::: DATA PROVIDED :::

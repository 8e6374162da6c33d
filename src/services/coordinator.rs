//! View-state coordination: visibility, theme and header state.
//!
//! The coordinator owns the [`VisibilityTracker`] and recomputes the
//! [`ThemeSignal`] synchronously after every visibility change, so the header
//! receives the theme as an explicit value instead of reading shared state.

use anyhow::Result;
use serde::Serialize;
use std::fmt;
use tracing::debug;

use super::theme::ThemeRules;
use super::visibility::{RegionHandle, VisibilityTracker};
use crate::config::Config;
use crate::models::{NamedRegion, PageView, ThemeSignal, VisibilitySet};

type ThemeListener = Box<dyn FnMut(ThemeSignal)>;

/// Whether the page has scrolled past the header threshold.
#[derive(Debug, Clone, Copy, PartialEq)]
pub struct ScrollState {
    threshold_px: f64,
    scrolled: bool,
}

impl ScrollState {
    /// Creates a state switching at `threshold_px`.
    pub fn new(threshold_px: f64) -> Self {
        Self {
            threshold_px,
            scrolled: false,
        }
    }

    /// Records a new vertical offset; returns true when the scrolled flag flipped.
    pub fn update(&mut self, offset_px: f64) -> bool {
        let scrolled = offset_px > self.threshold_px;
        let changed = scrolled != self.scrolled;
        self.scrolled = scrolled;
        changed
    }

    /// Current flag.
    pub fn is_scrolled(&self) -> bool {
        self.scrolled
    }
}

/// Everything the header needs to render.
#[derive(Debug, Clone, Copy, PartialEq, Eq, Serialize)]
#[serde(rename_all = "camelCase")]
pub struct HeaderState {
    /// Contrast style
    pub theme: ThemeSignal,
    /// Page scrolled past the threshold
    pub scrolled: bool,
    /// Section links scroll in place instead of navigating home first
    pub home_page: bool,
}

/// Owns region visibility and the derived theme.
pub struct ViewStateCoordinator {
    tracker: VisibilityTracker,
    rules: ThemeRules,
    theme: ThemeSignal,
    theme_listeners: Vec<ThemeListener>,
    scroll: ScrollState,
    intro_active: bool,
}

impl ViewStateCoordinator {
    /// Registers `regions` and starts with the dark theme.
    pub fn new(regions: &[NamedRegion], scroll_threshold_px: f64) -> Result<Self> {
        let mut coordinator = Self {
            tracker: VisibilityTracker::new(),
            rules: ThemeRules::default(),
            theme: ThemeSignal::Dark,
            theme_listeners: Vec::new(),
            scroll: ScrollState::new(scroll_threshold_px),
            intro_active: true,
        };
        for region in regions {
            coordinator.register(region.clone())?;
        }
        Ok(coordinator)
    }

    /// Builds a coordinator from the configured regions and scroll threshold.
    pub fn from_config(config: &Config) -> Result<Self> {
        Self::new(
            &config.regions.named_regions(),
            f64::from(config.navigation.scroll_threshold_px),
        )
    }

    /// Adds a region and its group memberships.
    pub fn register(&mut self, region: NamedRegion) -> Result<RegionHandle> {
        let rules_for = region.clone();
        let handle = self.tracker.register_region(region)?;
        self.rules.add(&rules_for);
        Ok(handle)
    }

    /// Removes a region; the theme is recomputed without it.
    pub fn unregister(&mut self, handle: RegionHandle) -> bool {
        let Some(region) = self.tracker.unregister(handle) else {
            return false;
        };
        self.rules.remove(region.id.as_str());
        self.refresh_theme();
        true
    }

    /// Handle of a registered region.
    pub fn handle(&self, id: &str) -> Option<RegionHandle> {
        self.tracker.handle_of(id)
    }

    /// Forwards a region measurement; returns the new visibility on a crossing.
    pub fn observe(&mut self, handle: RegionHandle, ratio: f64) -> Option<bool> {
        let changed = self.tracker.observe(handle, ratio)?;
        self.refresh_theme();
        Some(changed)
    }

    /// Subscribes to visibility crossings of one region.
    pub fn on_region_change(&mut self, id: &str, listener: impl FnMut(bool) + 'static) -> Result<()> {
        self.tracker.on_change(id, listener)
    }

    /// Subscribes to theme changes.
    pub fn on_theme_change(&mut self, listener: impl FnMut(ThemeSignal) + 'static) {
        self.theme_listeners.push(Box::new(listener));
    }

    fn refresh_theme(&mut self) {
        let theme = self.rules.derive(self.tracker.visibility());
        if theme == self.theme {
            return;
        }

        debug!("Theme changed: {} -> {}", self.theme, theme);
        self.theme = theme;
        for listener in &mut self.theme_listeners {
            listener(theme);
        }
    }

    /// Current derived theme.
    pub fn theme(&self) -> ThemeSignal {
        self.theme
    }

    /// Current visibility set.
    pub fn visibility(&self) -> &VisibilitySet {
        self.tracker.visibility()
    }

    /// Records the page scroll offset.
    pub fn update_scroll(&mut self, offset_px: f64) -> bool {
        self.scroll.update(offset_px)
    }

    /// Marks the intro animation as finished.
    pub fn finish_intro(&mut self) {
        self.intro_active = false;
    }

    /// Whether the intro animation is still covering the page.
    pub fn intro_active(&self) -> bool {
        self.intro_active
    }

    /// Header rendering state for `view`.
    ///
    /// The intro keeps the home header dark, and the gallery page always uses
    /// the light header.
    pub fn header_state(&self, view: PageView) -> HeaderState {
        let theme = match view {
            PageView::Home if self.intro_active => ThemeSignal::Dark,
            PageView::Home => self.theme,
            PageView::Gallery => ThemeSignal::Light,
            PageView::Admin | PageView::Login => ThemeSignal::Dark,
        };
        HeaderState {
            theme,
            scrolled: self.scroll.is_scrolled(),
            home_page: view == PageView::Home,
        }
    }
}

impl fmt::Debug for ViewStateCoordinator {
    fn fmt(&self, f: &mut fmt::Formatter<'_>) -> fmt::Result {
        f.debug_struct("ViewStateCoordinator")
            .field("tracker", &self.tracker)
            .field("theme", &self.theme)
            .field("scroll", &self.scroll)
            .field("intro_active", &self.intro_active)
            .finish_non_exhaustive()
    }
}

:::

* [EXERCISE OBJECTIVE]: Look through the records above for the string "NamedRegion", then copy every line that has it.

* [THE COMPLETED TASK]:
use crate::models::{NamedRegion, PageView, ThemeSignal, VisibilitySet};
    pub fn new(regions: &[NamedRegion], scroll_threshold_px: f64) -> Result<Self> {
    pub fn register(&mut self, region: NamedRegion) -> Result<RegionHandle> {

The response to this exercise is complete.